WORK INSTRUCTION
Give every line below again, exactly as it appears.

DATA LISTING
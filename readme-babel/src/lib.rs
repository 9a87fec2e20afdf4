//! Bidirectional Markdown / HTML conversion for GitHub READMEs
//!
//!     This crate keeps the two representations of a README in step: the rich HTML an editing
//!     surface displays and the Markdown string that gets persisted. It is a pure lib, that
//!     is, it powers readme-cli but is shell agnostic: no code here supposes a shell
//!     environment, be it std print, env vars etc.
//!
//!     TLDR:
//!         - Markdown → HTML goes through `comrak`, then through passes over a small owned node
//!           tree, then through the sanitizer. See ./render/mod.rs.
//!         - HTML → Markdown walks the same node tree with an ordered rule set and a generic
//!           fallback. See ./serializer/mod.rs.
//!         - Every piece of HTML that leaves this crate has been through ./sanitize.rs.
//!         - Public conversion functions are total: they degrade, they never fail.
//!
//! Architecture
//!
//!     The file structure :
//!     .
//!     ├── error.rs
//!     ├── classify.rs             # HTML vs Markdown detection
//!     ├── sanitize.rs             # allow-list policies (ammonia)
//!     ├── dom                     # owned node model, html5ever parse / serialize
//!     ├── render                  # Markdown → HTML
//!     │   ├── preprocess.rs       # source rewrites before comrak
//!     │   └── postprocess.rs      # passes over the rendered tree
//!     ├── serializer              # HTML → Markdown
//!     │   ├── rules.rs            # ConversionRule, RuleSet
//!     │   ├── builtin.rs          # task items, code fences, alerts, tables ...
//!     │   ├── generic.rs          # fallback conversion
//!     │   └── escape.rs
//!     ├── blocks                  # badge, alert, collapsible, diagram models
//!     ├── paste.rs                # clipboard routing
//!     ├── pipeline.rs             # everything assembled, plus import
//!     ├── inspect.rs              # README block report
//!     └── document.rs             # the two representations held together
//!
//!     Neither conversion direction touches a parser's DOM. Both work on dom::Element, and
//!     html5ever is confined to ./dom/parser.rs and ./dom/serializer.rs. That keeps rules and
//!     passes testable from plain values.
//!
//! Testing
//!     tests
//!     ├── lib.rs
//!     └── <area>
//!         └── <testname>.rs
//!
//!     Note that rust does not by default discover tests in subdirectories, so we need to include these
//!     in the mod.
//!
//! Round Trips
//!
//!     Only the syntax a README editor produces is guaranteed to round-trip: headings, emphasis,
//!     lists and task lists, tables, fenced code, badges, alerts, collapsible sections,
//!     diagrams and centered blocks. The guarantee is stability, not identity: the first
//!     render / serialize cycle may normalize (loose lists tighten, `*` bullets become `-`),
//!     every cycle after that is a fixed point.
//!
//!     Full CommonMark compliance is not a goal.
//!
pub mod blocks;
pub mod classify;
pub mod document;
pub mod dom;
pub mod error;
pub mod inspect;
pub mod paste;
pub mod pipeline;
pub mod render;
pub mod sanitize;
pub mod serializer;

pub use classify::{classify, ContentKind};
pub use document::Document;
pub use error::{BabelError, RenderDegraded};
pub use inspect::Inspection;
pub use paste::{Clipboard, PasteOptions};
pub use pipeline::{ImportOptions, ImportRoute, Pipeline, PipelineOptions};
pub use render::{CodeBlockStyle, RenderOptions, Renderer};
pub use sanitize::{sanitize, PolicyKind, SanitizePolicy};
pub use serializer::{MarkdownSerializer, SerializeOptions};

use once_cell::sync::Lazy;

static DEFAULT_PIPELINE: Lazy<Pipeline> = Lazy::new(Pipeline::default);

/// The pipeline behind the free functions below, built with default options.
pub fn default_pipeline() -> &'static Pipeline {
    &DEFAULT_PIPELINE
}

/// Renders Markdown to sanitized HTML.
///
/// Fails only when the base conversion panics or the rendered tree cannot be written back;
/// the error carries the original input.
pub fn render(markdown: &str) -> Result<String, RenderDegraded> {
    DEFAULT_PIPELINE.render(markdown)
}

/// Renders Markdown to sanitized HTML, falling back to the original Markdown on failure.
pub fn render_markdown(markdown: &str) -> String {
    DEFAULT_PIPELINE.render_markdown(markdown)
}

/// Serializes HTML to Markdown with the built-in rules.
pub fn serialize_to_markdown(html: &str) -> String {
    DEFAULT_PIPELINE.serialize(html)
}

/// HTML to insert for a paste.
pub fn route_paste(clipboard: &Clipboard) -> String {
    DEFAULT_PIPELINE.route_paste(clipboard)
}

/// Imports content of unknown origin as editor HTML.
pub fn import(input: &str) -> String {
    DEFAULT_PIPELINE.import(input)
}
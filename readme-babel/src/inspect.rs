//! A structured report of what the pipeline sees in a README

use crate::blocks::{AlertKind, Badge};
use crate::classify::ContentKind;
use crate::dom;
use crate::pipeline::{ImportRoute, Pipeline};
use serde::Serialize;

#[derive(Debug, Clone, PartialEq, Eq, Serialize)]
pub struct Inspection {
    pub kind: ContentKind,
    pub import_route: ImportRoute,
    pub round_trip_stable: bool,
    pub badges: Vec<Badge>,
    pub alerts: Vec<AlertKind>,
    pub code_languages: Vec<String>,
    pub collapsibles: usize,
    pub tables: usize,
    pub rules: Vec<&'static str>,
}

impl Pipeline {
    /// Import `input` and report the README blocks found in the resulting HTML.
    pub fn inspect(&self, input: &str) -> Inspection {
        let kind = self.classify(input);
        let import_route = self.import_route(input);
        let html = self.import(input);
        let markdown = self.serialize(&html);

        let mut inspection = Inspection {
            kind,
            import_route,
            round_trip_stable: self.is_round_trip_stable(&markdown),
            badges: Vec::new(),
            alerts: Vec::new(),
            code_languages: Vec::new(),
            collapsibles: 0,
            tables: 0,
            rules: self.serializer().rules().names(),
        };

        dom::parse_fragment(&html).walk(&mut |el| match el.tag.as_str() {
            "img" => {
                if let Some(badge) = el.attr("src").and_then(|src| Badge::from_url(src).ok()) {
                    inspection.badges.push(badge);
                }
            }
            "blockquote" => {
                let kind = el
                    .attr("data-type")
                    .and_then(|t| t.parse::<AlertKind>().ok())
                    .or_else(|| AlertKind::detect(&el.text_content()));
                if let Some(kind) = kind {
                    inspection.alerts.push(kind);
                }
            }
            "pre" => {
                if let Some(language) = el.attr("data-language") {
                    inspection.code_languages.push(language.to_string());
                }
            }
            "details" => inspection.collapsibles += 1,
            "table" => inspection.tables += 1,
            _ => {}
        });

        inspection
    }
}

RESULT
filename readme-babel/src/lib.rs
repository 9a87fec2e20afdf4
//! Bidirectional Markdown / HTML conversion for GitHub READMEs
//!
//!     This crate keeps the two representations of a README in step: the rich HTML an editing
//!     surface displays and the Markdown string that gets persisted. It is a pure lib, that
//!     is, it powers readme-cli but is shell agnostic: no code here supposes a shell
//!     environment, be it std print, env vars etc.
//!
//!     TLDR:
//!         - Markdown → HTML goes through `comrak`, then through passes over a small owned node
//!           tree, then through the sanitizer. See ./render/mod.rs.
//!         - HTML → Markdown walks the same node tree with an ordered rule set and a generic
//!           fallback. See ./serializer/mod.rs.
//!         - Every piece of HTML that leaves this crate has been through ./sanitize.rs.
//!         - Public conversion functions are total: they degrade, they never fail.
//!
//! Architecture
//!
//!     The file structure :
//!     .
//!     ├── error.rs
//!     ├── classify.rs             # HTML vs Markdown detection
//!     ├── sanitize.rs             # allow-list policies (ammonia)
//!     ├── dom                     # owned node model, html5ever parse / serialize
//!     ├── render                  # Markdown → HTML
//!     │   ├── preprocess.rs       # source rewrites before comrak
//!     │   └── postprocess.rs      # passes over the rendered tree
//!     ├── serializer              # HTML → Markdown
//!     │   ├── rules.rs            # ConversionRule, RuleSet
//!     │   ├── builtin.rs          # task items, code fences, alerts, tables ...
//!     │   ├── generic.rs          # fallback conversion
//!     │   └── escape.rs
//!     ├── blocks                  # badge, alert, collapsible, diagram models
//!     ├── paste.rs                # clipboard routing
//!     ├── pipeline.rs             # everything assembled, plus import
//!     ├── inspect.rs              # README block report
//!     └── document.rs             # the two representations held together
//!
//!     Neither conversion direction touches a parser's DOM. Both work on dom::Element, and
//!     html5ever is confined to ./dom/parser.rs and ./dom/serializer.rs. That keeps rules and
//!     passes testable from plain values.
//!
//! Testing
//!     tests
//!     ├── lib.rs
//!     └── <area>
//!         └── <testname>.rs
//!
//!     Note that rust does not by default discover tests in subdirectories, so we need to include these
//!     in the mod.
//!
//! Round Trips
//!
//!     Only the syntax a README editor produces is guaranteed to round-trip: headings, emphasis,
//!     lists and task lists, tables, fenced code, badges, alerts, collapsible sections,
//!     diagrams and centered blocks. The guarantee is stability, not identity: the first
//!     render / serialize cycle may normalize (loose lists tighten, `*` bullets become `-`),
//!     every cycle after that is a fixed point.
//!
//!     Full CommonMark compliance is not a goal.
//!
pub mod blocks;
pub mod classify;
pub mod document;
pub mod dom;
pub mod error;
pub mod inspect;
pub mod paste;
pub mod pipeline;
pub mod render;
pub mod sanitize;
pub mod serializer;

pub use classify::{classify, ContentKind};
pub use document::Document;
pub use error::{BabelError, RenderDegraded};
pub use inspect::Inspection;
pub use paste::{Clipboard, PasteOptions};
pub use pipeline::{ImportOptions, ImportRoute, Pipeline, PipelineOptions};
pub use render::{CodeBlockStyle, RenderOptions, Renderer};
pub use sanitize::{sanitize, PolicyKind, SanitizePolicy};
pub use serializer::{MarkdownSerializer, SerializeOptions};

use once_cell::sync::Lazy;

static DEFAULT_PIPELINE: Lazy<Pipeline> = Lazy::new(Pipeline::default);

/// The pipeline behind the free functions below, built with default options.
pub fn default_pipeline() -> &'static Pipeline {
    &DEFAULT_PIPELINE
}

/// Renders Markdown to sanitized HTML.
///
/// Fails only when the base conversion panics or the rendered tree cannot be written back;
/// the error carries the original input.
pub fn render(markdown: &str) -> Result<String, RenderDegraded> {
    DEFAULT_PIPELINE.render(markdown)
}

/// Renders Markdown to sanitized HTML, falling back to the original Markdown on failure.
pub fn render_markdown(markdown: &str) -> String {
    DEFAULT_PIPELINE.render_markdown(markdown)
}

/// Serializes HTML to Markdown with the built-in rules.
pub fn serialize_to_markdown(html: &str) -> String {
    DEFAULT_PIPELINE.serialize(html)
}

/// HTML to insert for a paste.
pub fn route_paste(clipboard: &Clipboard) -> String {
    DEFAULT_PIPELINE.route_paste(clipboard)
}

/// Imports content of unknown origin as editor HTML.
pub fn import(input: &str) -> String {
    DEFAULT_PIPELINE.import(input)
}
filename readme-babel/src/inspect.rs
//! A structured report of what the pipeline sees in a README

use crate::blocks::{AlertKind, Badge};
use crate::classify::ContentKind;
use crate::dom;
use crate::pipeline::{ImportRoute, Pipeline};
use serde::Serialize;

#[derive(Debug, Clone, PartialEq, Eq, Serialize)]
pub struct Inspection {
    pub kind: ContentKind,
    pub import_route: ImportRoute,
    pub round_trip_stable: bool,
    pub badges: Vec<Badge>,
    pub alerts: Vec<AlertKind>,
    pub code_languages: Vec<String>,
    pub collapsibles: usize,
    pub tables: usize,
    pub rules: Vec<&'static str>,
}

impl Pipeline {
    /// Import `input` and report the README blocks found in the resulting HTML.
    pub fn inspect(&self, input: &str) -> Inspection {
        let kind = self.classify(input);
        let import_route = self.import_route(input);
        let html = self.import(input);
        let markdown = self.serialize(&html);

        let mut inspection = Inspection {
            kind,
            import_route,
            round_trip_stable: self.is_round_trip_stable(&markdown),
            badges: Vec::new(),
            alerts: Vec::new(),
            code_languages: Vec::new(),
            collapsibles: 0,
            tables: 0,
            rules: self.serializer().rules().names(),
        };

        dom::parse_fragment(&html).walk(&mut |el| match el.tag.as_str() {
            "img" => {
                if let Some(badge) = el.attr("src").and_then(|src| Badge::from_url(src).ok()) {
                    inspection.badges.push(badge);
                }
            }
            "blockquote" => {
                let kind = el
                    .attr("data-type")
                    .and_then(|t| t.parse::<AlertKind>().ok())
                    .or_else(|| AlertKind::detect(&el.text_content()));
                if let Some(kind) = kind {
                    inspection.alerts.push(kind);
                }
            }
            "pre" => {
                if let Some(language) = el.attr("data-language") {
                    inspection.code_languages.push(language.to_string());
                }
            }
            "details" => inspection.collapsibles += 1,
            "table" => inspection.tables += 1,
            _ => {}
        });

        inspection
    }
}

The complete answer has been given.